■ About this exercise: Each line of the material should be retyped without alteration.
(Source records Opens)
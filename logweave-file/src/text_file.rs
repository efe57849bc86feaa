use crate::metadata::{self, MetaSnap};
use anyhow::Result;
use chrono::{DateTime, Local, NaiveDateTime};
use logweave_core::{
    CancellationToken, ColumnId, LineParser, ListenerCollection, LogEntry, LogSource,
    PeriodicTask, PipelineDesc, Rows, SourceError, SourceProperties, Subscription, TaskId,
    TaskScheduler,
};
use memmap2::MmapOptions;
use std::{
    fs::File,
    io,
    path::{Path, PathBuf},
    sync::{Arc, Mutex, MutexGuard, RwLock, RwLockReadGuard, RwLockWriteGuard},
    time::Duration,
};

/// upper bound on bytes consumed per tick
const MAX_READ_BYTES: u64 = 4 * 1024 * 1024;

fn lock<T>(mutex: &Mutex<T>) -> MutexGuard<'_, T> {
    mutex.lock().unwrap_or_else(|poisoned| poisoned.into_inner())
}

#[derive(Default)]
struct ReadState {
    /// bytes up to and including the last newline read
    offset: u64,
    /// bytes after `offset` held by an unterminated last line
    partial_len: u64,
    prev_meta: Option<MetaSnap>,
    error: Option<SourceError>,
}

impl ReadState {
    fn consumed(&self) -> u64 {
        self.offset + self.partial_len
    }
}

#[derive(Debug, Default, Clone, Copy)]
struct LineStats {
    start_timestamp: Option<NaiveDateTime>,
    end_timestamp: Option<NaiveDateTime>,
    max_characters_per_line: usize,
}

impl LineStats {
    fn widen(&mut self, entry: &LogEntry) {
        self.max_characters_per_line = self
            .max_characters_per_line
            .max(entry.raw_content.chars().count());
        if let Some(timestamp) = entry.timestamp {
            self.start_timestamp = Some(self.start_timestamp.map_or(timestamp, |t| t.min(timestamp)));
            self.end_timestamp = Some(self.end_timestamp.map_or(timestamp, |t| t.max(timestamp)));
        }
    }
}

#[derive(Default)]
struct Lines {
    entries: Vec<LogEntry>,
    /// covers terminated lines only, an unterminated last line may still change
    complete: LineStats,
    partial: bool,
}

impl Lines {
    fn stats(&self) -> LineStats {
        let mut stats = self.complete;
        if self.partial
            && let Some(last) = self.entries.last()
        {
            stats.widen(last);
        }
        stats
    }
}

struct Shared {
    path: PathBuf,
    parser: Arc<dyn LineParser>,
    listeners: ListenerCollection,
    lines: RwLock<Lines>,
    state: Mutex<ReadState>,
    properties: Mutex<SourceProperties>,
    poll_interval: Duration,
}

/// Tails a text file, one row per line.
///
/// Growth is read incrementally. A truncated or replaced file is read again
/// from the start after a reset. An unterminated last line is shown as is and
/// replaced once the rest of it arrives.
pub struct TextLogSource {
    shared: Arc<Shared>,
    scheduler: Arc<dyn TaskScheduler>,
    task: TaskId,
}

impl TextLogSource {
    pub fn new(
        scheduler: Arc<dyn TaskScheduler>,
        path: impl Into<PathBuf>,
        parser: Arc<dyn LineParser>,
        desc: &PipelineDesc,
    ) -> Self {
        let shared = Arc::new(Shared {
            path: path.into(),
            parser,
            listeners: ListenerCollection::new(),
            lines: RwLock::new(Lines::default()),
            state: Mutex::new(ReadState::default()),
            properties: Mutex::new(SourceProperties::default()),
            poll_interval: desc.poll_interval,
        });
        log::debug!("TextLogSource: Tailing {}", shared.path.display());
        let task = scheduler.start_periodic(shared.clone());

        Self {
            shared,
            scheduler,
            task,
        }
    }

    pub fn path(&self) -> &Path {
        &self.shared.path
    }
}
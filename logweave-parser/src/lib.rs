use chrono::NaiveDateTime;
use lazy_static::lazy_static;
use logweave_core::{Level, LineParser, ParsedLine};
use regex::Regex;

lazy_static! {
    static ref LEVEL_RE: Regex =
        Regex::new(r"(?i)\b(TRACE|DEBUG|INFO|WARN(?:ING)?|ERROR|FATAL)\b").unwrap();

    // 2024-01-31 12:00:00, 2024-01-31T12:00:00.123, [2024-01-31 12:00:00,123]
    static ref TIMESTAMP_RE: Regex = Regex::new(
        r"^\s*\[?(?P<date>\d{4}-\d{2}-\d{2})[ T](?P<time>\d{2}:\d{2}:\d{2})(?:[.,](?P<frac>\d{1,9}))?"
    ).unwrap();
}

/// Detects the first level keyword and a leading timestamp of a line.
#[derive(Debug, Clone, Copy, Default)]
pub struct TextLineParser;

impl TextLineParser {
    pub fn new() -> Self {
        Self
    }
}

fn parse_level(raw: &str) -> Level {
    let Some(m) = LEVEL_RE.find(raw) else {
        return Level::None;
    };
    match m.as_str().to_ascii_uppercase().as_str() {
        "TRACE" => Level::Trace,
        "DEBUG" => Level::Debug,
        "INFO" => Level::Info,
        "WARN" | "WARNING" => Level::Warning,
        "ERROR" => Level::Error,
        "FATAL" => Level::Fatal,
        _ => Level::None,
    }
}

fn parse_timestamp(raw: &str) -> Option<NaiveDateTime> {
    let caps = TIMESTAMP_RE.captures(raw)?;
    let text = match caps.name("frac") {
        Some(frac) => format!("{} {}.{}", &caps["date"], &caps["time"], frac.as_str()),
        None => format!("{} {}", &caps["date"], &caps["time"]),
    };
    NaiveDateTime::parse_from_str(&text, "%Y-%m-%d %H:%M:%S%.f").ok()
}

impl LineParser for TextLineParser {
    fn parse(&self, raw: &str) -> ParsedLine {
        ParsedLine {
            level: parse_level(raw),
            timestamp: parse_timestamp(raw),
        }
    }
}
(Source records Closes)
■ Answer:
filename logweave-file/src/text_file.rs
repository efe57849bc86feaa
use crate::metadata::{self, MetaSnap};
use anyhow::Result;
use chrono::{DateTime, Local, NaiveDateTime};
use logweave_core::{
    CancellationToken, ColumnId, LineParser, ListenerCollection, LogEntry, LogSource,
    PeriodicTask, PipelineDesc, Rows, SourceError, SourceProperties, Subscription, TaskId,
    TaskScheduler,
};
use memmap2::MmapOptions;
use std::{
    fs::File,
    io,
    path::{Path, PathBuf},
    sync::{Arc, Mutex, MutexGuard, RwLock, RwLockReadGuard, RwLockWriteGuard},
    time::Duration,
};

/// upper bound on bytes consumed per tick
const MAX_READ_BYTES: u64 = 4 * 1024 * 1024;

fn lock<T>(mutex: &Mutex<T>) -> MutexGuard<'_, T> {
    mutex.lock().unwrap_or_else(|poisoned| poisoned.into_inner())
}

#[derive(Default)]
struct ReadState {
    /// bytes up to and including the last newline read
    offset: u64,
    /// bytes after `offset` held by an unterminated last line
    partial_len: u64,
    prev_meta: Option<MetaSnap>,
    error: Option<SourceError>,
}

impl ReadState {
    fn consumed(&self) -> u64 {
        self.offset + self.partial_len
    }
}

#[derive(Debug, Default, Clone, Copy)]
struct LineStats {
    start_timestamp: Option<NaiveDateTime>,
    end_timestamp: Option<NaiveDateTime>,
    max_characters_per_line: usize,
}

impl LineStats {
    fn widen(&mut self, entry: &LogEntry) {
        self.max_characters_per_line = self
            .max_characters_per_line
            .max(entry.raw_content.chars().count());
        if let Some(timestamp) = entry.timestamp {
            self.start_timestamp = Some(self.start_timestamp.map_or(timestamp, |t| t.min(timestamp)));
            self.end_timestamp = Some(self.end_timestamp.map_or(timestamp, |t| t.max(timestamp)));
        }
    }
}

#[derive(Default)]
struct Lines {
    entries: Vec<LogEntry>,
    /// covers terminated lines only, an unterminated last line may still change
    complete: LineStats,
    partial: bool,
}

impl Lines {
    fn stats(&self) -> LineStats {
        let mut stats = self.complete;
        if self.partial
            && let Some(last) = self.entries.last()
        {
            stats.widen(last);
        }
        stats
    }
}

struct Shared {
    path: PathBuf,
    parser: Arc<dyn LineParser>,
    listeners: ListenerCollection,
    lines: RwLock<Lines>,
    state: Mutex<ReadState>,
    properties: Mutex<SourceProperties>,
    poll_interval: Duration,
}

/// Tails a text file, one row per line.
///
/// Growth is read incrementally. A truncated or replaced file is read again
/// from the start after a reset. An unterminated last line is shown as is and
/// replaced once the rest of it arrives.
pub struct TextLogSource {
    shared: Arc<Shared>,
    scheduler: Arc<dyn TaskScheduler>,
    task: TaskId,
}

impl TextLogSource {
    pub fn new(
        scheduler: Arc<dyn TaskScheduler>,
        path: impl Into<PathBuf>,
        parser: Arc<dyn LineParser>,
        desc: &PipelineDesc,
    ) -> Self {
        let shared = Arc::new(Shared {
            path: path.into(),
            parser,
            listeners: ListenerCollection::new(),
            lines: RwLock::new(Lines::default()),
            state: Mutex::new(ReadState::default()),
            properties: Mutex::new(SourceProperties::default()),
            poll_interval: desc.poll_interval,
        });
        log::debug!("TextLogSource: Tailing {}", shared.path.display());
        let task = scheduler.start_periodic(shared.clone());

        Self {
            shared,
            scheduler,
            task,
        }
    }

    pub fn path(&self) -> &Path {
        &self.shared.path
    }
}
filename logweave-parser/src/lib.rs
use chrono::NaiveDateTime;
use lazy_static::lazy_static;
use logweave_core::{Level, LineParser, ParsedLine};
use regex::Regex;

lazy_static! {
    static ref LEVEL_RE: Regex =
        Regex::new(r"(?i)\b(TRACE|DEBUG|INFO|WARN(?:ING)?|ERROR|FATAL)\b").unwrap();

    // 2024-01-31 12:00:00, 2024-01-31T12:00:00.123, [2024-01-31 12:00:00,123]
    static ref TIMESTAMP_RE: Regex = Regex::new(
        r"^\s*\[?(?P<date>\d{4}-\d{2}-\d{2})[ T](?P<time>\d{2}:\d{2}:\d{2})(?:[.,](?P<frac>\d{1,9}))?"
    ).unwrap();
}

/// Detects the first level keyword and a leading timestamp of a line.
#[derive(Debug, Clone, Copy, Default)]
pub struct TextLineParser;

impl TextLineParser {
    pub fn new() -> Self {
        Self
    }
}

fn parse_level(raw: &str) -> Level {
    let Some(m) = LEVEL_RE.find(raw) else {
        return Level::None;
    };
    match m.as_str().to_ascii_uppercase().as_str() {
        "TRACE" => Level::Trace,
        "DEBUG" => Level::Debug,
        "INFO" => Level::Info,
        "WARN" | "WARNING" => Level::Warning,
        "ERROR" => Level::Error,
        "FATAL" => Level::Fatal,
        _ => Level::None,
    }
}

fn parse_timestamp(raw: &str) -> Option<NaiveDateTime> {
    let caps = TIMESTAMP_RE.captures(raw)?;
    let text = match caps.name("frac") {
        Some(frac) => format!("{} {}.{}", &caps["date"], &caps["time"], frac.as_str()),
        None => format!("{} {}", &caps["date"], &caps["time"]),
    };
    NaiveDateTime::parse_from_str(&text, "%Y-%m-%d %H:%M:%S%.f").ok()
}

impl LineParser for TextLineParser {
    fn parse(&self, raw: &str) -> ParsedLine {
        ParsedLine {
            level: parse_level(raw),
            timestamp: parse_timestamp(raw),
        }
    }
}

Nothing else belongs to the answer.